Results: The study findings showed no significant difference in the mean weight of the two groups before the intervention (p=0.47). However, comparing the results of the fourth and eighth weeks after the intervention with the pre-intervention stage revealed that the mean weight in the intervention group had respectively reduced by -3.28±5.57 and -3.75±0.65 which was statistically significant (p˂0.001). The mean waist and hip circumferences also decreased significantly before and after the intervention in both study groups, but such a reduction in the intervention group was significantly higher than that in the controls .(p˂0.05).  
Implications for Practice: Using a pedometer in nutrition and physical education is simple, low-cost, and uncomplicated. Promoting nutritional behaviors and physical activity in postpartum women is recommended by extensively implementing this intervention program which moderates their weight and improves their anthropometric indices.

Keywords

Full Text

Introduction

The increasing prevalence of overweight and obesity is one of the most important public health concerns worldwide which has drawn the attention of health circles (1). More than 1.9 billion adults over 18 were overweight in 2016 of whom 650 million were obese according to the World Health Organization (WHO). Also, 39% of adults over 18 (namely, 39% of men and 40% of women) were overweight and about 13% of the world’s adult population (11% of men and 15% of women) were obese (2). Regarding the studies from 1980 to 2008, 0.5 kg/m2 has been added to the body mass index (BMI) in women every decade (3).
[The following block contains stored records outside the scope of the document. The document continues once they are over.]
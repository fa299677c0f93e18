//! # 文件收集器
//!
//! 将拖放或命令行传入的原始路径列表整理为待重命名的文件列表。
//!
//! ## 功能
//! - 普通模式：按支持的扩展名过滤，目录展开一层（非递归）
//! - 文件夹模式：第一个路径必须是目录，其直接子文件为列表，目录名为源文件夹名
//! - 可选 glob 模式过滤文件名
//!
//! ## 依赖关系
//! - 被 `workspace.rs`, `commands/` 调用
//! - 使用 `walkdir` 展开目录
//! - 使用 `glob` 匹配文件名

use crate::error::{RenameError, Result};

use std::path::{Path, PathBuf};
use walkdir::WalkDir;

/// 支持的扩展名（小写，不含点）
pub const SUPPORTED_EXTENSIONS: &[&str] = &[
    "jpg", "jpeg", "png", "gif", "bmp", "tga", "tif", "tiff", "psd", "mp4", "mov", "avi", "mkv",
    "webm", "wmv", "flv", "f4v", "m4v", "ogg", "mp3", "wav", "webp", "svg",
];

/// 文件选择对话框使用的扩展名分组
pub const EXTENSION_GROUPS: &[(&str, &[&str])] = &[
    (
        "Images",
        &[
            "jpg", "jpeg", "png", "gif", "bmp", "tga", "tif", "tiff", "psd", "webp", "svg",
        ],
    ),
    (
        "Videos",
        &["mp4", "mov", "avi", "mkv", "webm", "wmv", "flv", "f4v", "m4v"],
    ),
    ("Audio", &["ogg", "mp3", "wav"]),
];

/// 收集结果
#[derive(Debug, Clone, Default, PartialEq, Eq)]
pub struct Collected {
    /// 文件路径（保持输入顺序）
    pub files: Vec<PathBuf>,
    /// 文件夹模式下的源文件夹名
    pub source_folder: Option<String>,
}

/// 文件收集器
pub struct FileCollector {
    /// 输入路径
    inputs: Vec<PathBuf>,
    /// 文件名匹配模式
    pattern: Option<glob::Pattern>,
    /// 是否只接受支持的扩展名
    filter_extensions: bool,
}

impl FileCollector {
    /// 创建新的文件收集器
    pub fn new(inputs: Vec<PathBuf>) -> Self {
        Self {
            inputs,
            pattern: None,
            filter_extensions: true,
        }
    }

    /// 设置文件名匹配模式
    pub fn with_pattern(mut self, pattern: Option<&str>) -> Result<Self> {
        self.pattern = match pattern {
            Some(p) => Some(glob::Pattern::new(p).map_err(|e| {
                RenameError::InvalidArgument(format!("Invalid pattern '{}': {}", p, e))
            })?),
            None => None,
        };
        Ok(self)
    }

    /// 是否按支持的扩展名过滤
    pub fn filter_extensions(mut self, enabled: bool) -> Self {
        self.filter_extensions = enabled;
        self
    }

    /// 普通模式收集
    pub fn collect(&self) -> Result<Collected> {
        let mut files = Vec::new();

        for input in &self.inputs {
            if input.is_dir() {
                files.extend(
                    expand_directory(input)?
                        .into_iter()
                        .filter(|path| self.accepts(path)),
                );
            } else if input.is_file() && self.accepts(input) {
                files.push(input.clone());
            } else {
                log::debug!("Skipping {}", input.display());
            }
        }

        if files.is_empty() && !self.inputs.is_empty() {
            return Err(RenameError::UnsupportedFiles {
                count: self.inputs.len(),
            });
        }

        Ok(Collected {
            files,
            source_folder: None,
        })
    }

    /// 文件夹模式收集：只看第一个路径
    pub fn collect_folder(&self) -> Result<Collected> {
        let folder = self.inputs.first().ok_or(RenameError::EmptyList)?;

        if !folder.exists() {
            return Err(RenameError::DirectoryNotFound {
                path: folder.display().to_string(),
            });
        }
        if !is_directory(folder) {
            return Err(RenameError::NotADirectory {
                path: folder.display().to_string(),
            });
        }
        if self.inputs.len() > 1 {
            log::warn!(
                "Folder mode uses only the first path; ignoring {} other(s)",
                self.inputs.len() - 1
            );
        }

        let files: Vec<PathBuf> = expand_directory(folder)?
            .into_iter()
            .filter(|path| self.matches_pattern(path))
            .collect();

        if files.is_empty() {
            return Err(RenameError::EmptyFolder {
                path: folder.display().to_string(),
            });
        }

        let source_folder = folder
            .canonicalize()
            .unwrap_or_else(|_| folder.clone())
            .file_name()
            .map(|n| n.to_string_lossy().to_string());

        Ok(Collected {
            files,
            source_folder,
        })
    }

    /// 文件是否符合扩展名与模式过滤
    fn accepts(&self, path: &Path) -> bool {
        (!self.filter_extensions || is_supported(path)) && self.matches_pattern(path)
    }

    fn matches_pattern(&self, path: &Path) -> bool {
        let Some(pattern) = &self.pattern else {
            return true;
        };
        path.file_name()
            .and_then(|n| n.to_str())
            .map(|name| pattern.matches(name))
            .unwrap_or(false)
    }
}

/// 扩展名是否受支持（忽略大小写）
pub fn is_supported(path: &Path) -> bool {
    path.extension()
        .and_then(|e| e.to_str())
        .map(|ext| {
            let ext = ext.to_lowercase();
            SUPPORTED_EXTENSIONS.contains(&ext.as_str())
        })
        .unwrap_or(false)
}

/// 路径是否为目录
pub fn is_directory(path: &Path) -> bool {
    path.is_dir()
}

/// 列出目录的直接子文件（非递归，按文件名排序）
pub fn expand_directory(dir: &Path) -> Result<Vec<PathBuf>> {
    let mut files = Vec::new();

    let walker = WalkDir::new(dir)
        .min_depth(1)
        .max_depth(1)
        .sort_by_file_name();

    for entry in walker {
        let entry = entry.map_err(|e| RenameError::FileReadError {
            path: dir.display().to_string(),
            source: e.into(),
        })?;
        if entry.file_type().is_file() {
            files.push(entry.into_path());
        }
    }

    Ok(files)
}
As stated in recent reports, the prevalence of obesity has almost tripled in developing countries mainly due to lifestyle changes over the past two decades (4). Iran is also experiencing an obesity epidemic and its consequences like many other developing countries (5). For example, a study in Kermanshah, Iran, in 2015, had established that 39.4%, 21.9%, 57.5% of women had overweight, obesity, and abdominal obesity, respectively (6). The prevalence of maternal obesity and overweight in Iranian women had been reported 12% and 30%, respectively in several other studies. The average postpartum weight retention had been recorded by 4.1-5 kg in 50-80% of women one year after delivery (7).

Determining overweight and obesity is an essential aspect of medical prevention and social health which serves as barriers to physical, mental, and social health and causes serious diseases and conditions (8). Obesity is increasing the total or topical body fat (9). Most complications of obesity, such as insulin resistance, diabetes, hypertension, hyperinsulinemia, and hyperandrogenism, are mainly associated with visceral or upper limb fat in women (10). Postpartum weight retention is known as a public health problem that causes obesity in women in the long term and leads to major risks including complications of heart diseases. Growth of only 3 kg/m2 in women’s BMI during their pregnancy also increases the risk of preeclampsia, hypertension, Cesarean section, stillbirth, and high birth weight, even with a normal BMI in previous pregnancies (11).

Although many other factors cause overweight and obesity, the obesity epidemic appears to involve complex biological, behavioral, cognitive, and motivational factors (12). Increasing the prevalence of obesity in developing countries can be attributed to inadequate physical activity in childhood and lifestyle changes that occur mainly with lifestyle-related variables (9). Health experts also consider lifestyle as one of the factors affecting health. Moreover, postpartum weight retention is more affected by lifestyle changes during and after pregnancy than prenatal factors. Numerous risk factors such as maternal weight, prenatal weight gain, age, parity, race, smoking, exercise, occupation, and lactation are thus effective in postpartum weight retention and obesity (11). As declared by the WHO, lifestyle changes confront many risk factors that mostly cause death. WHO aims to promote healthy lifestyles in societies (12).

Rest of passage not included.